As noted in the introduction, TMDs are also associated with economic challenges. The treatment of TMDs involves significant expenses for patients as well as for national budgets [17]. The treatment of TMDs creates an annual economic burden of approximately USD 4 billion worldwide [18].

To mitigate these substantial costs for both patients and governments, the development of additional diagnostic tools is crucial. These tools would help identify at-risk groups and facilitate effective prevention [49]. The defined ranges could serve as a screening tool, allowing for the identification of patients at risk before pain arises and dysfunction occurs. This would enable early referral for observation and further monitoring of TMJ function.
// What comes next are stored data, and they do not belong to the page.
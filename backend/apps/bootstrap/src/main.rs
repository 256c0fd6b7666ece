//! Marketplace Entry Point
//!
//! Opens the store, applies migrations and seeds the administrator.
//! Uses `anyhow` for startup errors, but application-level
//! errors should use `kernel::error::AppError`.

use std::env;
use std::str::FromStr;

use anyhow::Context;
use marketplace::{MarketplaceConfig, MarketplaceService, SqliteStore};
use sqlx::sqlite::{SqliteConnectOptions, SqlitePoolOptions};
use tracing_subscriber::{layer::SubscriberExt, util::SubscriberInitExt};

// Re-export unified error types for embedding front ends
pub use kernel::error::{
    app_error::{AppError, AppResult},
    kind::ErrorKind,
};

const DEFAULT_DATABASE_URL: &str = "sqlite://marketplace.db?mode=rwc";

#[tokio::main]
async fn main() -> anyhow::Result<()> {
    // Load .env file
    dotenvy::dotenv().ok();

    // Initialize tracing
    tracing_subscriber::registry()
        .with(
            tracing_subscriber::EnvFilter::try_from_default_env().unwrap_or_else(|_| {
                "bootstrap=info,marketplace=info,platform=info,sqlx=warn".into()
            }),
        )
        .with(tracing_subscriber::fmt::layer())
        .init();

    let config = load_config()?;

    // Database connection
    let database_url =
        env::var("DATABASE_URL").unwrap_or_else(|_| DEFAULT_DATABASE_URL.to_string());

    let options = SqliteConnectOptions::from_str(&database_url)
        .with_context(|| format!("Invalid DATABASE_URL: {database_url}"))?
        .create_if_missing(true)
        .foreign_keys(true);

    let pool = SqlitePoolOptions::new()
        .max_connections(5)
        .connect_with(options)
        .await?;

    tracing::info!(database_url = %database_url, "Connected to database");

    let store = SqliteStore::new(pool);
    store.migrate().await?;

    let (users, courses) = store.counts().await?;
    tracing::info!(users, courses, "Store ready");

    let service = MarketplaceService::new(store, config);
    seed_admin(&service).await?;

    Ok(())
}

/// Build the application config from the environment
fn load_config() -> anyhow::Result<MarketplaceConfig> {
    let mut config = if cfg!(debug_assertions) {
        MarketplaceConfig::development()
    } else {
        MarketplaceConfig::default()
    };

    if let Ok(cost) = env::var("MARKETPLACE_PASSWORD_COST") {
        config.password_cost = cost
            .trim()
            .parse()
            .with_context(|| format!("MARKETPLACE_PASSWORD_COST is not a number: {cost}"))?;
    }

    // Rejects a cost outside the bcrypt range before anything is hashed
    config.hasher()?;

    config.admin_email = env::var("MARKETPLACE_ADMIN_EMAIL").ok();

    Ok(config)
}

/// Create the administrator account when all three variables are set
async fn seed_admin(service: &MarketplaceService<SqliteStore>) -> anyhow::Result<()> {
    let user_name = env::var("MARKETPLACE_ADMIN_USERNAME").ok();
    let password = env::var("MARKETPLACE_ADMIN_PASSWORD").ok();

    let (Some(user_name), Some(email), Some(password)) =
        (user_name, service.config().admin_email.clone(), password)
    else {
        tracing::debug!("Administrator seeding skipped");
        return Ok(());
    };

    match service.seed_admin(user_name, email, password).await? {
        Some(admin) => tracing::info!(user_id = %admin.user_id, "Administrator created"),
        None => tracing::info!("Administrator already exists"),
    }

    Ok(())
}
//! Input checks shared by the use cases

use crate::error::{MarketError, MarketResult};

/// Every field must contain something other than whitespace
pub(crate) fn require_filled(fields: &[&str]) -> MarketResult<()> {
    if fields.iter().any(|f| f.trim().is_empty()) {
        return Err(MarketError::MissingFields);
    }
    Ok(())
}

/// Minimum length in characters after trimming
pub(crate) fn require_min_length(
    value: &str,
    field: &'static str,
    min: usize,
) -> MarketResult<String> {
    let value = value.trim();
    if value.chars().count() < min {
        return Err(MarketError::InvalidCourseField { field, min });
    }
    Ok(value.to_string())
}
On the other hand, TMDs are characterized by a complex etiology [2], and pain-related factors may be influenced by variables such as hormonal fluctuations in women [10,11], adding to the diagnostic challenges. Additionally, defining an upper threshold for bioelectrical hyperactivity is complex as it may also relate to changes in the stomatognathic system or anatomical differences. Therefore, assessing and classifying a patient with TMDs must be approached individually, considering the interviews, thorough clinical diagnostics, imaging tests, assessment of comorbid disorders, and electromyographic examination.

At the end of this discussion, it is also important to consider the potential of combining diagnostic methods for TMJ. This article focuses on electromyographic testing and determining thresholds for electromyographic patterns. Surface electromyography is a quick, non-invasive, and cost-effective diagnostic method for masticatory muscles [19,20]. Another commonly used diagnostic method is ultrasound imaging [50,51,52]. Both methods can effectively complement each other, providing a complete clinical picture of the patient. The combination of these two methods can help determine whether, in addition to changes in bioelectric activity reflected by alterations in electromyographic patterns in patients with TMDs [1], structural changes in the TMJ, as visualized through ultrasound, will also be observed.

The primary limitation of this study is the lack of ROC curve (Receiver Operating Characteristic) [53] analysis and calculation of AUC (Area Under Curve) [54,55]. While the ROC and AUC are useful for diagnostic tests or classifiers with a single cutoff point, they are unsuitable for tests defining intervals rather than discrete thresholds. When tests define results as a range rather than a single point, assigning a clear decision threshold becomes challenging, rendering ROC curve construction impractical. The effectiveness of such tests depends on multiple parameters, such as the beginning and end of the range, which the AUC cannot adequately address.

5. Conclusions

The proposed FCI ranges, calculated from RMS sEMG amplitude values for healthy individuals, are as follows: TAs: 58 to 145; MMs: 72 to 210. Lower values may indicate muscle activation disorders and occur in patients with the painful, muscular form of TMDs. This study is the first to propose diagnostic thresholds for electromyographic indices, and we recommend interpreting these findings with caution while encouraging replication in larger, more diverse samples to account for cultural and demographic variations.